Voilà, we have achieved our initial goal. We now have a way to programmatically interact with a WireGuard interface without the need to run any commands, and the interface runs fully in userspace through URnetwork, so it can be used on any platform. The latest version of the code can be found packaged in the userspace-wireguard module.

Problem 2: Managing Interfaces

An easy way to enable developers to manage interfaces is through a command line interface. Thus, for our tool, we make it so that the features described in Task Division are available as commands in a CLI. Additionally, since WireGuard uses ini configuration files to set up interfaces, we can extend these files with some of our features to make it simpler for developers to use. Extending the existing configuration file format has the advantage of making our custom ones viable configuration files for standard WireGuard clients.

Device Configuration Files

Let's explain how a configuration file is structured. A device can be configured using an ini formatted file similar to the ones used by the wg kernel module. The configuration file can have two sections:

  • [Interface] - contains the configuration for the device/interface (mandatory, exactly one). The following options are available:

    • Address - a comma-separated list of IPs in CIDR notation to be assigned to the interface (can appear multiple times).

    • ListenPort - the port on which the interface listens.

    • PrivateKey - the private key of the interface (mandatory).

    • PreUp, PostUp, PreDown, PostDown - bash commands which will be executed before/after bringing up/down the interface (can appear multiple times). The special string %i is expanded to the interface name.

    • SaveConfig - a boolean value to save the configuration of the interface when being brought down.
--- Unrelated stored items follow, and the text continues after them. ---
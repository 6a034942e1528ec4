//! Tracing subscriber setup for the binary.
//!
//! Filter comes from `SHOPLIST_LOG` (env-filter syntax), else `debug` when verbose and
//! `warn` otherwise. `SHOPLIST_LOG_FORMAT=json` switches to JSON lines.

use std::env;

use tracing_subscriber::{EnvFilter, fmt, prelude::*};

pub const LOG_ENV: &str = "SHOPLIST_LOG";
pub const LOG_FORMAT_ENV: &str = "SHOPLIST_LOG_FORMAT";

pub fn default_directive(verbose: bool) -> &'static str {
    if verbose { "shoplist=debug" } else { "warn" }
}

/// Installs the global subscriber. Logs go to stderr so stdout stays parseable.
pub fn init(verbose: bool) {
    let filter = EnvFilter::try_from_env(LOG_ENV)
        .unwrap_or_else(|_| EnvFilter::new(default_directive(verbose)));
    let registry = tracing_subscriber::registry().with(filter);

    let format = env::var(LOG_FORMAT_ENV).unwrap_or_else(|_| "compact".to_string());
    match format.as_str() {
        "json" => {
            let _ = registry
                .with(fmt::layer().json().with_ansi(false).with_writer(std::io::stderr))
                .try_init();
        }
        _ => {
            let _ = registry
                .with(fmt::layer().compact().with_writer(std::io::stderr))
                .try_init();
        }
    }
}
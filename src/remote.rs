use std::sync::Arc;

use anyhow::{Context, Result};
use reqwest::cookie::{CookieStore, Jar};

use crate::config::Endpoints;

mod http_client;
pub use self::http_client::extract_error_message;

mod types;
pub use self::types::*;
mod auth_session;
mod items;

/// HTTP side of the authority: credentialed, cookie-based session.
#[derive(Clone)]
pub struct RemoteClient {
    endpoints: Endpoints,
    base: reqwest::Url,
    jar: Arc<Jar>,
    client: reqwest::Client,
}

impl RemoteClient {
    pub fn new(endpoints: Endpoints) -> Result<Self> {
        let base = reqwest::Url::parse(&endpoints.http_base)
            .with_context(|| format!("parse server url {}", endpoints.http_base))?;
        let jar = Arc::new(Jar::default());
        let client = reqwest::Client::builder()
            .user_agent("shoplist")
            .cookie_provider(jar.clone())
            .build()
            .context("build reqwest client")?;
        Ok(Self {
            endpoints,
            base,
            jar,
            client,
        })
    }

    /// Same server, empty cookie jar.
    pub fn without_session(&self) -> Result<Self> {
        Self::new(self.endpoints.clone())
    }

    /// Seeds the jar with a previously captured session cookie (`a=b; c=d` form).
    pub fn restore_session_cookie(&self, cookie: &str) {
        for pair in cookie.split(';').map(str::trim).filter(|p| !p.is_empty()) {
            self.jar.add_cookie_str(pair, &self.base);
        }
    }

    /// Current cookies for the server, in `Cookie` header form.
    pub fn session_cookie(&self) -> Option<String> {
        self.jar
            .cookies(&self.base)
            .and_then(|v| v.to_str().ok().map(str::to_string))
            .filter(|s| !s.is_empty())
    }
}

#[cfg(test)]
#[path = "tests/remote_tests.rs"]
mod tests;
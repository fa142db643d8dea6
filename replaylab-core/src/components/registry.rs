//! Plugin registry: module name → descriptor + constructor.
//!
//! Each plugin module declares its parameters (with defaults), whether it has
//! a warm-up hook, and which indicators it depends on. Dependencies are
//! derived from the resolved parameters so that, for example, `envelope` with
//! `period = 20` depends on an indicator named `sma_20`.

use super::indicator::Indicator;
use super::trader::Trader;
use crate::domain::{ParamValue, Params};
use serde::Serialize;
use std::collections::BTreeMap;

// ─── Error type ──────────────────────────────────────────────────────

/// Errors that can occur while turning a module name into a plugin.
#[derive(Debug, thiserror::Error, Clone, PartialEq)]
pub enum FactoryError {
    #[error("Unknown indicator module: {0}")]
    UnknownIndicator(String),
    #[error("Unknown trader module: {0}")]
    UnknownTrader(String),
    #[error("Unknown parameters for '{module}': {}", .names.join(", "))]
    UnknownParameters { module: String, names: Vec<String> },
    #[error("Parameter '{name}' of '{module}' must be a {expected}, got a {found}")]
    WrongParameterType {
        module: String,
        name: String,
        expected: &'static str,
        found: &'static str,
    },
}

// ─── Descriptors ─────────────────────────────────────────────────────

#[derive(Debug, Clone, Copy, PartialEq, Eq, Serialize)]
#[serde(rename_all = "snake_case")]
pub enum PluginKind {
    Indicator,
    Trader,
}

/// A named indicator a plugin reads.
#[derive(Debug, Clone, PartialEq, Serialize)]
pub struct DependencySpec {
    pub name: String,
    pub module: String,
    pub params: Params,
}

impl DependencySpec {
    pub fn new(name: impl Into<String>, module: impl Into<String>, params: Params) -> Self {
        Self {
            name: name.into(),
            module: module.into(),
            params,
        }
    }
}

/// Static description of a plugin module.
#[derive(Debug, Clone, PartialEq, Serialize)]
pub struct PluginDescriptor {
    pub module: String,
    pub kind: PluginKind,
    pub summary: String,
    /// Accepted parameters and their defaults.
    pub parameters: Params,
    pub has_initialize: bool,
}

impl PluginDescriptor {
    /// Overlay `supplied` on the defaults. Names the module never declared are rejected.
    pub fn resolve_params(&self, supplied: &Params) -> Result<Params, FactoryError> {
        let unknown: Vec<String> = supplied
            .keys()
            .filter(|k| !self.parameters.contains_key(*k))
            .cloned()
            .collect();
        if !unknown.is_empty() {
            return Err(FactoryError::UnknownParameters {
                module: self.module.clone(),
                names: unknown,
            });
        }
        for (name, value) in supplied {
            let Some(expected) = self.parameters.get(name).map(ParamValue::kind) else {
                continue;
            };
            if value.kind() != expected {
                return Err(FactoryError::WrongParameterType {
                    module: self.module.clone(),
                    name: name.clone(),
                    expected,
                    found: value.kind(),
                });
            }
        }
        let mut resolved = self.parameters.clone();
        resolved.extend(supplied.iter().map(|(k, v)| (k.clone(), v.clone())));
        Ok(resolved)
    }
}

pub type IndicatorBuilder = fn(&Params) -> Box<dyn Indicator>;
pub type TraderBuilder = fn(&Params) -> Box<dyn Trader>;
pub type DependencyResolver = fn(&Params) -> Vec<DependencySpec>;

fn no_dependencies(_: &Params) -> Vec<DependencySpec> {
    Vec::new()
}

pub struct IndicatorEntry {
    pub descriptor: PluginDescriptor,
    pub dependencies: DependencyResolver,
    pub build: IndicatorBuilder,
}

impl IndicatorEntry {
    /// Every indicator accepts `persist` (default true).
    pub fn new(module: &str, summary: &str, mut parameters: Params, build: IndicatorBuilder) -> Self {
        parameters
            .entry("persist".into())
            .or_insert(ParamValue::Bool(true));
        Self {
            descriptor: PluginDescriptor {
                module: module.into(),
                kind: PluginKind::Indicator,
                summary: summary.into(),
                parameters,
                has_initialize: false,
            },
            dependencies: no_dependencies,
            build,
        }
    }

    pub fn with_initialize(mut self) -> Self {
        self.descriptor.has_initialize = true;
        self
    }

    pub fn with_dependencies(mut self, dependencies: DependencyResolver) -> Self {
        self.dependencies = dependencies;
        self
    }
}

pub struct TraderEntry {
    pub descriptor: PluginDescriptor,
    pub dependencies: DependencyResolver,
    pub build: TraderBuilder,
}

impl TraderEntry {
    /// Every trader accepts `persist` (default true) and `spread` (default 0).
    pub fn new(module: &str, summary: &str, mut parameters: Params, build: TraderBuilder) -> Self {
        parameters
            .entry("persist".into())
            .or_insert(ParamValue::Bool(true));
        parameters
            .entry("spread".into())
            .or_insert(ParamValue::Number(0.0));
        Self {
            descriptor: PluginDescriptor {
                module: module.into(),
                kind: PluginKind::Trader,
                summary: summary.into(),
                parameters,
                has_initialize: false,
            },
            dependencies: no_dependencies,
            build,
        }
    }

    pub fn with_initialize(mut self) -> Self {
        self.descriptor.has_initialize = true;
        self
    }

    pub fn with_dependencies(mut self, dependencies: DependencyResolver) -> Self {
        self.dependencies = dependencies;
        self
    }
}

// ─── Registry ────────────────────────────────────────────────────────

/// Registration table of plugin modules.
#[derive(Default)]
pub struct PluginRegistry {
    indicators: BTreeMap<String, IndicatorEntry>,
    traders: BTreeMap<String, TraderEntry>,
}

impl PluginRegistry {
    /// An empty registry.
    pub fn new() -> Self {
        Self::default()
    }

    /// A registry holding every built-in indicator and trader.
    pub fn with_builtins() -> Self {
        let mut registry = Self::new();
        crate::indicators::register_builtins(&mut registry);
        crate::traders::register_builtins(&mut registry);
        registry
    }

    /// Register an indicator module, replacing any previous one with that name.
    pub fn register_indicator(&mut self, entry: IndicatorEntry) {
        self.indicators
            .insert(entry.descriptor.module.clone(), entry);
    }

    /// Register a trader module, replacing any previous one with that name.
    pub fn register_trader(&mut self, entry: TraderEntry) {
        self.traders.insert(entry.descriptor.module.clone(), entry);
    }

    pub fn indicator(&self, module: &str) -> Result<&IndicatorEntry, FactoryError> {
        self.indicators
            .get(module)
            .ok_or_else(|| FactoryError::UnknownIndicator(module.to_string()))
    }

    pub fn trader(&self, module: &str) -> Result<&TraderEntry, FactoryError> {
        self.traders
            .get(module)
            .ok_or_else(|| FactoryError::UnknownTrader(module.to_string()))
    }

    /// All descriptors, indicators first, each group sorted by module name.
    pub fn descriptors(&self) -> impl Iterator<Item = &PluginDescriptor> {
        self.indicators
            .values()
            .map(|e| &e.descriptor)
            .chain(self.traders.values().map(|e| &e.descriptor))
    }
}

impl std::fmt::Debug for PluginRegistry {
    fn fmt(&self, f: &mut std::fmt::Formatter<'_>) -> std::fmt::Result {
        f.debug_struct("PluginRegistry")
            .field("indicators", &self.indicators.keys().collect::<Vec<_>>())
            .field("traders", &self.traders.keys().collect::<Vec<_>>())
            .finish()
    }
}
Any changes made to the device while the interface is up will be saved to the configuration file.

  • [Peer] - contains the configuration for a peer (optional, can appear multiple times). The following options are available:

    • PublicKey - the public key of the peer (mandatory).

    • AllowedIPs - a comma-separated list of IPs in CIDR notation that the peer is allowed to access through the interface (can appear multiple times).
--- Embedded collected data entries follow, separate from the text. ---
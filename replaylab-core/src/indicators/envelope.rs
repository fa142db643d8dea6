//! Moving-average envelope band.
//!
//! Reads its `sma_<period>` dependency and shifts it up or down by
//! `deviation` percent. One instance per band.

use super::sma::Sma;
use crate::components::{DependencySpec, History, Indicator, IndicatorEntry, IndicatorView};
use crate::domain::params::{param_f64, param_usize, params};
use crate::domain::{ParamValue, Params};

#[derive(Debug, Clone, Copy, PartialEq, Eq)]
pub enum EnvelopeBand {
    Upper,
    Lower,
}

#[derive(Debug, Clone)]
pub struct Envelope {
    source: String,
    factor: f64,
}

impl Envelope {
    pub fn new(period: usize, deviation_pct: f64, band: EnvelopeBand) -> Self {
        let shift = deviation_pct / 100.0;
        Self {
            source: Sma::name_for(period),
            factor: match band {
                EnvelopeBand::Upper => 1.0 + shift,
                EnvelopeBand::Lower => 1.0 - shift,
            },
        }
    }

    fn value(&self, deps: &IndicatorView<'_>) -> f64 {
        deps.value(&self.source, 0) * self.factor
    }
}

impl Indicator for Envelope {
    fn initialize(&mut self, _history: &History<'_>, deps: &IndicatorView<'_>) -> Vec<f64> {
        vec![self.value(deps)]
    }

    fn calculate(&mut self, _history: &History<'_>, deps: &IndicatorView<'_>) -> Vec<f64> {
        vec![self.value(deps)]
    }
}

fn band(p: &Params) -> EnvelopeBand {
    match p.get("band").and_then(ParamValue::as_str) {
        Some("lower") => EnvelopeBand::Lower,
        _ => EnvelopeBand::Upper,
    }
}

fn dependencies(p: &Params) -> Vec<DependencySpec> {
    let period = param_usize(p, "period", 20);
    vec![DependencySpec::new(
        Sma::name_for(period),
        "sma",
        params([("period", period as f64)]),
    )]
}

pub fn entry() -> IndicatorEntry {
    let mut defaults = params([("period", 20.0), ("deviation", 0.1)]);
    defaults.insert("band".into(), ParamValue::Text("upper".into()));
    IndicatorEntry::new(
        "envelope",
        "sma shifted by a percentage (band = upper | lower)",
        defaults,
        |p| {
            Box::new(Envelope::new(
                param_usize(p, "period", 20),
                param_f64(p, "deviation", 0.1),
                band(p),
            ))
        },
    )
    .with_initialize()
    .with_dependencies(dependencies)
}
//! Exponential Moving Average (EMA).
//!
//! EMA[t] = alpha * close[t] + (1 - alpha) * EMA[t-1], alpha = 2 / (period + 1),
//! seeded with the first close. Values for closed candles never change, so
//! they are cached by candle index and reused when stepping back and forth.

use crate::components::{History, Indicator, IndicatorEntry, IndicatorView};
use crate::domain::params::{param_usize, params};

#[derive(Debug, Clone)]
pub struct Ema {
    alpha: f64,
    /// EMA of each closed candle, by candle index.
    closed: Vec<f64>,
}

impl Ema {
    pub fn new(period: usize) -> Self {
        Self {
            alpha: 2.0 / (period.max(1) as f64 + 1.0),
            closed: Vec::new(),
        }
    }

    fn step(&self, prev: Option<f64>, close: f64) -> f64 {
        match prev {
            Some(prev) => self.alpha * close + (1.0 - self.alpha) * prev,
            None => close,
        }
    }

    /// Extend the closed-candle cache to cover everything before `history.index()`.
    fn catch_up(&mut self, history: &History<'_>) {
        let closed = history.closed();
        while self.closed.len() < closed.len() {
            let i = self.closed.len();
            let value = self.step(self.closed.last().copied(), closed[i].close);
            self.closed.push(value);
        }
    }

    fn value(&mut self, history: &History<'_>) -> f64 {
        self.catch_up(history);
        let prev = history.index().checked_sub(1).map(|i| self.closed[i]);
        self.step(prev, history.current().close)
    }
}

impl Indicator for Ema {
    fn initialize(&mut self, history: &History<'_>, _deps: &IndicatorView<'_>) -> Vec<f64> {
        vec![self.value(history)]
    }

    fn calculate(&mut self, history: &History<'_>, _deps: &IndicatorView<'_>) -> Vec<f64> {
        vec![self.value(history)]
    }
}

pub fn entry() -> IndicatorEntry {
    IndicatorEntry::new(
        "ema",
        "exponential moving average of close",
        params([("period", 20.0)]),
        |p| Box::new(Ema::new(param_usize(p, "period", 20))),
    )
    .with_initialize()
}
use serde::{Deserialize, Serialize};
use std::fmt;

/// Order identifier, dense within one trader's order book.
#[derive(Debug, Clone, Copy, PartialEq, Eq, PartialOrd, Ord, Hash, Serialize, Deserialize)]
pub struct OrderId(pub u64);

impl OrderId {
    /// Id carried by a disregarded order that never entered a book.
    pub const UNASSIGNED: OrderId = OrderId(u64::MAX);

    pub fn is_assigned(&self) -> bool {
        *self != Self::UNASSIGNED
    }

    /// Arena slot of this id.
    pub(crate) fn index(&self) -> usize {
        self.0 as usize
    }
}

impl From<u64> for OrderId {
    fn from(id: u64) -> Self {
        Self(id)
    }
}

impl fmt::Display for OrderId {
    fn fmt(&self, f: &mut fmt::Formatter<'_>) -> fmt::Result {
        if self.is_assigned() {
            write!(f, "#{}", self.0)
        } else {
            write!(f, "#unassigned")
        }
    }
}

/// Content fingerprint of a loaded series (BLAKE3 over its rows).
#[derive(Debug, Clone, PartialEq, Eq, Hash, Serialize, Deserialize)]
pub struct SeriesFingerprint(pub String);

impl SeriesFingerprint {
    pub fn from_bytes(bytes: &[u8]) -> Self {
        Self(blake3::hash(bytes).to_hex().to_string())
    }

    /// First 12 hex characters, enough for log lines.
    pub fn short(&self) -> &str {
        &self.0[..self.0.len().min(12)]
    }
}

impl fmt::Display for SeriesFingerprint {
    fn fmt(&self, f: &mut fmt::Formatter<'_>) -> fmt::Result {
        write!(f, "{}", self.0)
    }
}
    • Endpoint - the public IP of the server where the peer can be contacted.

As expressed before, we have kept the configuration file in the same form as normal WireGuard configuration files. This reduces the learning curve for developers who are already familiar with WireGuard, allowing them to set up and manage devices through URnetwork with minimal extra effort. From the above options, the only non-standard ones are in the interface section, namely, Address, PreUp, PostUp, PreDown, PostDown, and SaveConfig. All of these options are also available in wg-quick, which allows for users on Linux to set up a WireGuard interface in a simple manner, further reducing the overhead of using our solution.

CLI Commands

The commands available in the command line interface aim to mimic the workflow that developers normally go through to set up a WireGuard interface. This includes many familiar commands from wg-quick and the wg kernel module, such as up, down, gen-priv-key, gen-pub-key, get-config, and save-config. Each command corresponds to a specific action in managing WireGuard configurations, making it intuitive for users who have experience with traditional WireGuard setups [1, 2, 3].
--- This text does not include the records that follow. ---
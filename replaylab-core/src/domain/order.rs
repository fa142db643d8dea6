//! Order types and the order lifecycle states.

use super::ids::OrderId;
use chrono::NaiveDateTime;
use serde::{Deserialize, Serialize};
use std::cmp::Ordering;

/// What kind of order. Limit and stop kinds carry a strike price and start Pending.
#[derive(Debug, Clone, Copy, PartialEq, Eq, Hash, Serialize, Deserialize)]
#[serde(rename_all = "SCREAMING_SNAKE_CASE")]
pub enum OrderKind {
    Buy,
    Sell,
    BuyLimit,
    SellLimit,
    BuyStop,
    SellStop,
}

/// Direction of exposure an order opens.
#[derive(Debug, Clone, Copy, PartialEq, Eq, Hash, Serialize, Deserialize)]
pub enum OrderSide {
    Buy,
    Sell,
}

impl OrderSide {
    /// +1 for buys, -1 for sells.
    pub fn sign(self) -> f64 {
        match self {
            OrderSide::Buy => 1.0,
            OrderSide::Sell => -1.0,
        }
    }
}

impl OrderKind {
    pub fn side(self) -> OrderSide {
        match self {
            OrderKind::Buy | OrderKind::BuyLimit | OrderKind::BuyStop => OrderSide::Buy,
            OrderKind::Sell | OrderKind::SellLimit | OrderKind::SellStop => OrderSide::Sell,
        }
    }

    /// Market kinds fill at creation; the rest wait for their strike price.
    pub fn is_market(self) -> bool {
        matches!(self, OrderKind::Buy | OrderKind::Sell)
    }

    pub fn group(self) -> OrderGroup {
        match self {
            OrderKind::Buy => OrderGroup::MarketBuy,
            OrderKind::Sell => OrderGroup::MarketSell,
            OrderKind::BuyLimit | OrderKind::BuyStop => OrderGroup::PendingBuy,
            OrderKind::SellLimit | OrderKind::SellStop => OrderGroup::PendingSell,
        }
    }
}

/// Display grouping of order kinds (one curve set per group).
#[derive(Debug, Clone, Copy, PartialEq, Eq, Hash, Serialize, Deserialize)]
pub enum OrderGroup {
    MarketBuy,
    MarketSell,
    PendingBuy,
    PendingSell,
}

impl OrderGroup {
    pub const ALL: [OrderGroup; 4] = [
        OrderGroup::MarketBuy,
        OrderGroup::MarketSell,
        OrderGroup::PendingBuy,
        OrderGroup::PendingSell,
    ];
}

/// Order lifecycle states.
///
/// `Unset` only appears on placeholders handed back for disregarded requests;
/// no order inside a book is ever `Unset`.
#[derive(Debug, Clone, Copy, PartialEq, Eq, Hash, Serialize, Deserialize)]
#[serde(rename_all = "SCREAMING_SNAKE_CASE")]
pub enum OrderStatus {
    Unset,
    /// Waiting for price to reach the strike.
    Pending,
    /// Filled, exposed to stop-loss / take-profit.
    Active,
    /// Exited at `close_price`.
    Closed,
    /// Pending order withdrawn before it ever filled.
    Deleted,
}

impl OrderStatus {
    /// Closed and Deleted accept no further transitions.
    pub fn is_final(self) -> bool {
        matches!(self, OrderStatus::Closed | OrderStatus::Deleted)
    }
}

/// A single order. Snapshots of this struct are what traders get back.
#[derive(Debug, Clone, PartialEq, Serialize, Deserialize)]
pub struct Order {
    pub id: OrderId,
    pub kind: OrderKind,
    /// Fill price for market kinds, strike price for pending kinds.
    pub open_price: f64,
    pub stop_loss: f64,
    pub take_profit: f64,
    /// Creation time while Pending, fill time once Active.
    pub open_time: Option<NaiveDateTime>,
    pub close_time: Option<NaiveDateTime>,
    pub close_price: Option<f64>,
    pub status: OrderStatus,
}

impl Order {
    /// Placeholder handed back when an order request is disregarded.
    pub fn disregarded(kind: OrderKind, stop_loss: f64, take_profit: f64) -> Self {
        Self {
            id: OrderId::UNASSIGNED,
            kind,
            open_price: f64::NAN,
            stop_loss,
            take_profit,
            open_time: None,
            close_time: None,
            close_price: None,
            status: OrderStatus::Unset,
        }
    }

    /// Whether this order actually entered a book.
    pub fn is_placed(&self) -> bool {
        self.status != OrderStatus::Unset
    }

    pub fn side(&self) -> OrderSide {
        self.kind.side()
    }

    /// Signed profit of a closed order, per unit.
    pub fn profit(&self) -> Option<f64> {
        match (self.status, self.close_price) {
            (OrderStatus::Closed, Some(close)) => {
                Some((close - self.open_price) * self.side().sign())
            }
            _ => None,
        }
    }

    /// Signed unrealized profit of an active order at `price`.
    pub fn floating_profit(&self, price: f64) -> Option<f64> {
        match self.status {
            OrderStatus::Active => Some((price - self.open_price) * self.side().sign()),
            _ => None,
        }
    }

    /// Time of the latest state change visible on the order.
    pub fn last_activity(&self) -> Option<NaiveDateTime> {
        match self.status {
            OrderStatus::Closed | OrderStatus::Deleted => self.close_time,
            _ => self.open_time,
        }
    }

    /// Activity ordering: active orders sort after the rest and among
    /// themselves by open time; everything else by close time.
    pub fn activity_cmp(&self, other: &Order) -> Ordering {
        let self_active = self.status == OrderStatus::Active;
        let other_active = other.status == OrderStatus::Active;
        match (self_active, other_active) {
            (true, true) => self.open_time.cmp(&other.open_time),
            (false, true) => Ordering::Less,
            (true, false) => Ordering::Greater,
            (false, false) => self.close_time.cmp(&other.close_time),
        }
    }
}

/// Audit trail entry for an order state transition.
#[derive(Debug, Clone, PartialEq, Serialize, Deserialize)]
pub struct OrderAuditEntry {
    pub order_id: OrderId,
    pub time: NaiveDateTime,
    pub from_status: OrderStatus,
    pub to_status: OrderStatus,
    pub reason: String,
}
However, since our implementation operates in userspace rather than directly in the kernel, some differences arise. Additionally, while kernel-based WireGuard allows for lower latency due to its direct access to network interfaces, a userspace implementation can offer flexibility across different platforms and is often easier to extend with custom logic, such as choosing the depth of logs provided or operating devices programmatically.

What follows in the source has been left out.